Azula shrugged. “It would have suited you,” she said and leaned back against the brick wall. She examined her nails, and Mai wanted to roll her eyes again. She had shown Azula that move, and it wasn’t like there was much to examine. Azula’s nails that had been tended to by dedicated servants at one point had been cut down, probably to avoid injury and their shine was dulled without the usual treatment and care. Mai almost felt pity; Azula had always put so much work into her perfect appearance, and it was after all the reason Mai was here in the first place.

“I do wonder,” Azula said. She squinted at Mai. “Why you? Why would he ask you?” 

“Who else?” Mai asked. “The servants don’t get paid enough to risk their necks just to make you look less like a lunatic.”

“Ty Lee could do it, she already comes here to bother me anyway.” 

Mai sighed. “Zuko asked her,” she replied. “But apparently, she said that she was just too clumsy and would just ‘ruin’ your hair.”

“And Zuzu believed that?” Azula laughed. Mai hated the way Azula laughed, always out of spite or at others misfortune, it was so unlike Zuko’s and just too similar to Mai's own laughter. It reminded her of days spent in school mocking their classmates and that easy cruelty they had enjoyed so much. Azula’s laughter was a reminder of all those things that she did not want Zuko to see, not now that he surrounded himself with so much goodness that it made Mai’s skin crawl. One day Zuko would see all the ways Mai would never be kind or good, the ways Mai and Azula were the same, bitter and spiteful, and then Azula would probably laugh again.

“Ty Lee always had a way with boys,” Mai said and laughed. She was allowed to be spiteful, here where Zuko would not see. Ty Lee still played dress-up with those warrior peasants, masquerading all those little bits and pieces of her that would never fit into this new world Zuko was building. All those edges and sharp corners that the boys never saw, but Ty Lee knew how to use. Ty Lee, who looked sweet and cute and knew when to laugh and how to laugh, was just so easy to love, so unlike Azula and Mai, but so much more clever than people thought. Out of the three of them Ty Lee had the best chances to exist in this world of goodness, of peace and tranquility.

Mai could have told Zuko no, and she could have told him that Ty Lee had 6 sisters and lived with a circus and has literally helped Azula with her hair before. But Mai didn’t. Instead she complained and told him that it would be on him if she got electrocuted and made her way to the prison the next day with scissors and comb in hand. How utterly frustrating it was, that Mai knew what Ty Lee was doing and let it happen anyway. 

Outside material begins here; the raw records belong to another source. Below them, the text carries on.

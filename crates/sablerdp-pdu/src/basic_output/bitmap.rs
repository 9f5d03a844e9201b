//! TS_UPDATE_BITMAP_DATA and TS_BITMAP_DATA.

use core::fmt;

use bitflags::bitflags;
use sablerdp_core::{
    cast_length, ensure_fixed_part_size, ensure_size, invalid_field_err, Decode, DecodeResult, Encode, EncodeResult,
    IntoOwned, ReadCursor, WriteCursor,
};

use crate::geometry::InclusiveRectangle;

const FIRST_ROW_SIZE_VALUE: u16 = 0;

#[derive(Debug, Clone, PartialEq, Eq)]
pub struct BitmapUpdateData<'a> {
    pub rectangles: Vec<BitmapData<'a>>,
}

impl BitmapUpdateData<'_> {
    const NAME: &'static str = "TS_UPDATE_BITMAP_DATA";

    const FIXED_PART_SIZE: usize = 2 /* updateType */ + 2 /* numberRectangles */;
}

impl Encode for BitmapUpdateData<'_> {
    fn encode(&self, dst: &mut WriteCursor<'_>) -> EncodeResult<()> {
        ensure_size!(in: dst, size: self.size());

        dst.write_u16(BitmapFlags::BITMAP_UPDATE_TYPE.bits());
        dst.write_u16(cast_length!("numberRectangles", self.rectangles.len())?);

        for bitmap_data in self.rectangles.iter() {
            bitmap_data.encode(dst)?;
        }

        Ok(())
    }

    fn name(&self) -> &'static str {
        Self::NAME
    }

    fn size(&self) -> usize {
        self.rectangles
            .iter()
            .fold(Self::FIXED_PART_SIZE, |size, new| size + new.size())
    }
}

impl<'de> Decode<'de> for BitmapUpdateData<'de> {
    fn decode(src: &mut ReadCursor<'de>) -> DecodeResult<Self> {
        ensure_fixed_part_size!(in: src);

        let update_type = BitmapFlags::from_bits_truncate(src.read_u16());
        if !update_type.contains(BitmapFlags::BITMAP_UPDATE_TYPE) {
            return Err(invalid_field_err!("updateType", "invalid bitmap update type"));
        }

        let rectangles_number = usize::from(src.read_u16());
        let mut rectangles = Vec::with_capacity(rectangles_number);

        for _ in 0..rectangles_number {
            rectangles.push(BitmapData::decode(src)?);
        }

        Ok(Self { rectangles })
    }
}

#[derive(Clone, PartialEq, Eq)]
pub struct BitmapData<'a> {
    pub rectangle: InclusiveRectangle,
    pub width: u16,
    pub height: u16,
    pub bits_per_pixel: u16,
    pub compression_flags: Compression,
    pub compressed_data_header: Option<CompressedDataHeader>,
    pub bitmap_data: &'a [u8],
}

impl BitmapData<'_> {
    const NAME: &'static str = "TS_BITMAP_DATA";

    const FIXED_PART_SIZE: usize = InclusiveRectangle::ENCODED_SIZE
        + 2 /* width */ + 2 /* height */ + 2 /* bpp */ + 2 /* flags */ + 2 /* bitmapLength */;

    fn encoded_bitmap_data_length(&self) -> usize {
        self.bitmap_data.len() + self.compressed_data_header.as_ref().map(|hdr| hdr.size()).unwrap_or(0)
    }
}

impl Encode for BitmapData<'_> {
    fn encode(&self, dst: &mut WriteCursor<'_>) -> EncodeResult<()> {
        ensure_size!(in: dst, size: self.size());

        self.rectangle.encode(dst)?;
        dst.write_u16(self.width);
        dst.write_u16(self.height);
        dst.write_u16(self.bits_per_pixel);
        dst.write_u16(self.compression_flags.bits());
        dst.write_u16(cast_length!("bitmapLength", self.encoded_bitmap_data_length())?);
        if let Some(compressed_data_header) = &self.compressed_data_header {
            compressed_data_header.encode(dst)?;
        }
        dst.write_slice(self.bitmap_data);

        Ok(())
    }

    fn name(&self) -> &'static str {
        Self::NAME
    }

    fn size(&self) -> usize {
        Self::FIXED_PART_SIZE + self.encoded_bitmap_data_length()
    }
}

impl<'de> Decode<'de> for BitmapData<'de> {
    fn decode(src: &mut ReadCursor<'de>) -> DecodeResult<Self> {
        ensure_fixed_part_size!(in: src);

        let rectangle = InclusiveRectangle::decode(src)?;
        let width = src.read_u16();
        let height = src.read_u16();
        let bits_per_pixel = src.read_u16();
        let compression_flags = Compression::from_bits_truncate(src.read_u16());

        // Size in bytes of the data in the bitmapComprHdr and
        // bitmapDataStream fields.
        let encoded_bitmap_data_length = usize::from(src.read_u16());

        ensure_size!(ctx: Self::NAME, in: src, size: encoded_bitmap_data_length);

        let (compressed_data_header, buffer_length) = if compression_flags.contains(Compression::BITMAP_COMPRESSION)
            && !compression_flags.contains(Compression::NO_BITMAP_COMPRESSION_HDR)
        {
            if encoded_bitmap_data_length < CompressedDataHeader::ENCODED_SIZE {
                return Err(invalid_field_err!(
                    "bitmapLength",
                    "length is smaller than the compression header"
                ));
            }

            let buffer_length = encoded_bitmap_data_length - CompressedDataHeader::ENCODED_SIZE;
            (Some(CompressedDataHeader::decode(src)?), buffer_length)
        } else {
            (None, encoded_bitmap_data_length)
        };

        let bitmap_data = src.read_slice(buffer_length);

        Ok(BitmapData {
            rectangle,
            width,
            height,
            bits_per_pixel,
            compression_flags,
            compressed_data_header,
            bitmap_data,
        })
    }
}

impl fmt::Debug for BitmapData<'_> {
    fn fmt(&self, f: &mut fmt::Formatter<'_>) -> fmt::Result {
        f.debug_struct("BitmapData")
            .field("rectangle", &self.rectangle)
            .field("width", &self.width)
            .field("height", &self.height)
            .field("bits_per_pixel", &self.bits_per_pixel)
            .field("compression_flags", &self.compression_flags)
            .field("compressed_data_header", &self.compressed_data_header)
            .field("bitmap_data.len()", &self.bitmap_data.len())
            .finish()
    }
}

/// Owned counterpart of [`BitmapData`], used above the decode layer.
#[derive(Debug, Clone, PartialEq, Eq)]
pub struct BitmapDataOwned {
    pub rectangle: InclusiveRectangle,
    pub width: u16,
    pub height: u16,
    pub bits_per_pixel: u16,
    pub compression_flags: Compression,
    pub compressed_data_header: Option<CompressedDataHeader>,
    pub bitmap_data: Vec<u8>,
}

impl IntoOwned for BitmapData<'_> {
    type Owned = BitmapDataOwned;

    fn into_owned(self) -> Self::Owned {
        BitmapDataOwned {
            rectangle: self.rectangle,
            width: self.width,
            height: self.height,
            bits_per_pixel: self.bits_per_pixel,
            compression_flags: self.compression_flags,
            compressed_data_header: self.compressed_data_header,
            bitmap_data: self.bitmap_data.to_vec(),
        }
    }
}

#[derive(Debug, Clone, PartialEq, Eq)]
pub struct BitmapUpdateOwned {
    pub rectangles: Vec<BitmapDataOwned>,
}

impl IntoOwned for BitmapUpdateData<'_> {
    type Owned = BitmapUpdateOwned;

    fn into_owned(self) -> Self::Owned {
        BitmapUpdateOwned {
            rectangles: self.rectangles.into_iter().map(IntoOwned::into_owned).collect(),
        }
    }
}

/// TS_CD_HEADER
#[derive(Debug, Clone, PartialEq, Eq)]
pub struct CompressedDataHeader {
    pub main_body_size: u16,
    pub scan_width: u16,
    pub uncompressed_size: u16,
}

impl CompressedDataHeader {
    const NAME: &'static str = "TS_CD_HEADER";

    const FIXED_PART_SIZE: usize = 2 /* firstRowSize */ + 2 /* mainBodySize */ + 2 /* scanWidth */ + 2 /* uncompressedSize */;

    pub const ENCODED_SIZE: usize = Self::FIXED_PART_SIZE;
}

impl Encode for CompressedDataHeader {
    fn encode(&self, dst: &mut WriteCursor<'_>) -> EncodeResult<()> {
        ensure_fixed_part_size!(in: dst);

        dst.write_u16(FIRST_ROW_SIZE_VALUE);
        dst.write_u16(self.main_body_size);
        dst.write_u16(self.scan_width);
        dst.write_u16(self.uncompressed_size);

        Ok(())
    }

    fn name(&self) -> &'static str {
        Self::NAME
    }

    fn size(&self) -> usize {
        Self::FIXED_PART_SIZE
    }
}

impl<'de> Decode<'de> for CompressedDataHeader {
    fn decode(src: &mut ReadCursor<'de>) -> DecodeResult<Self> {
        ensure_fixed_part_size!(in: src);

        let size = src.read_u16();
        if size != FIRST_ROW_SIZE_VALUE {
            return Err(invalid_field_err!("cbCompFirstRowSize", "invalid first row size"));
        }

        let main_body_size = src.read_u16();
        let scan_width = src.read_u16();
        let uncompressed_size = src.read_u16();

        Ok(Self {
            main_body_size,
            scan_width,
            uncompressed_size,
        })
    }
}

bitflags! {
    #[derive(Debug, Clone, Copy, PartialEq, Eq, PartialOrd, Ord, Hash)]
    pub struct BitmapFlags: u16 {
        const BITMAP_UPDATE_TYPE = 0x0001;
    }
}

bitflags! {
    #[derive(Debug, Clone, Copy, PartialEq, Eq, PartialOrd, Ord, Hash)]
    pub struct Compression: u16 {
        const BITMAP_COMPRESSION = 0x0001;
        const NO_BITMAP_COMPRESSION_HDR = 0x0400;
    }
}

#[cfg(test)]
mod tests {
    use super::*;
    use sablerdp_core::decode;

    #[test]
    fn uncompressed_rectangle_is_parsed() {
        let mut bytes = vec![
            0x01, 0x00, // updateType: bitmap
            0x01, 0x00, // one rectangle
            0x05, 0x00, 0x05, 0x00, 0x0E, 0x00, 0x0E, 0x00, // destination (5,5)-(14,14)
            0x0A, 0x00, // width 10
            0x0A, 0x00, // height 10
            0x20, 0x00, // 32 bpp
            0x00, 0x00, // no compression
        ];
        let payload = vec![0xAAu8; 10 * 10 * 4];
        bytes.extend_from_slice(&(payload.len() as u16).to_le_bytes());
        bytes.extend_from_slice(&payload);

        let update: BitmapUpdateData<'_> = decode(&bytes).unwrap();
        assert_eq!(update.rectangles.len(), 1);

        let rect = &update.rectangles[0];
        assert_eq!(rect.rectangle.width(), 10);
        assert_eq!(rect.bits_per_pixel, 32);
        assert!(rect.compressed_data_header.is_none());
        assert_eq!(rect.bitmap_data.len(), payload.len());
    }

    #[test]
    fn compressed_rectangle_without_header_flag_keeps_all_bytes() {
        let compressed = [0x81, 0xFF, 0xFF, 0x18]; // arbitrary RLE bytes
        let mut bytes = vec![
            0x01, 0x00, 0x01, 0x00, // header
            0x00, 0x00, 0x00, 0x00, 0x03, 0x00, 0x03, 0x00, // destination
            0x04, 0x00, 0x04, 0x00, // 4x4
            0x10, 0x00, // 16 bpp
            0x01, 0x04, // COMPRESSED | NO_BITMAP_COMPRESSION_HDR
        ];
        bytes.extend_from_slice(&(compressed.len() as u16).to_le_bytes());
        bytes.extend_from_slice(&compressed);

        let update: BitmapUpdateData<'_> = decode(&bytes).unwrap();
        let rect = &update.rectangles[0];
        assert!(rect.compression_flags.contains(Compression::BITMAP_COMPRESSION));
        assert!(rect.compressed_data_header.is_none());
        assert_eq!(rect.bitmap_data, compressed);
    }
}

“The question is, why would I let a traitor anywhere near me, especially with sharp blades?” Azula asked. She stared at Mai. 

“Because you hate looking like the Avatar’s blind friend cut your hair,” Mai said. “And because if I really wanted to slit your throat, I could do it from here.” The Kyoshi Warriors tensed, they glanced at her and were clearly uneasy. It was silly, but they probably were unfamiliar with not so idle death threats among friends. It must have been nice to grow up somewhere that was not the Fire Nation palace. They also might have forgotten to consider that one of Azula’s visitors would wish to harm her instead of the other way round, a glaring oversight in Mai’s opinion, simply because Azula had more enemies than friends. With Azula’s scarce amount of friends that wasn’t really surprising, but Azula had always been an overachiever and the number of enemies she had collected in just 14 years was nothing but impressive.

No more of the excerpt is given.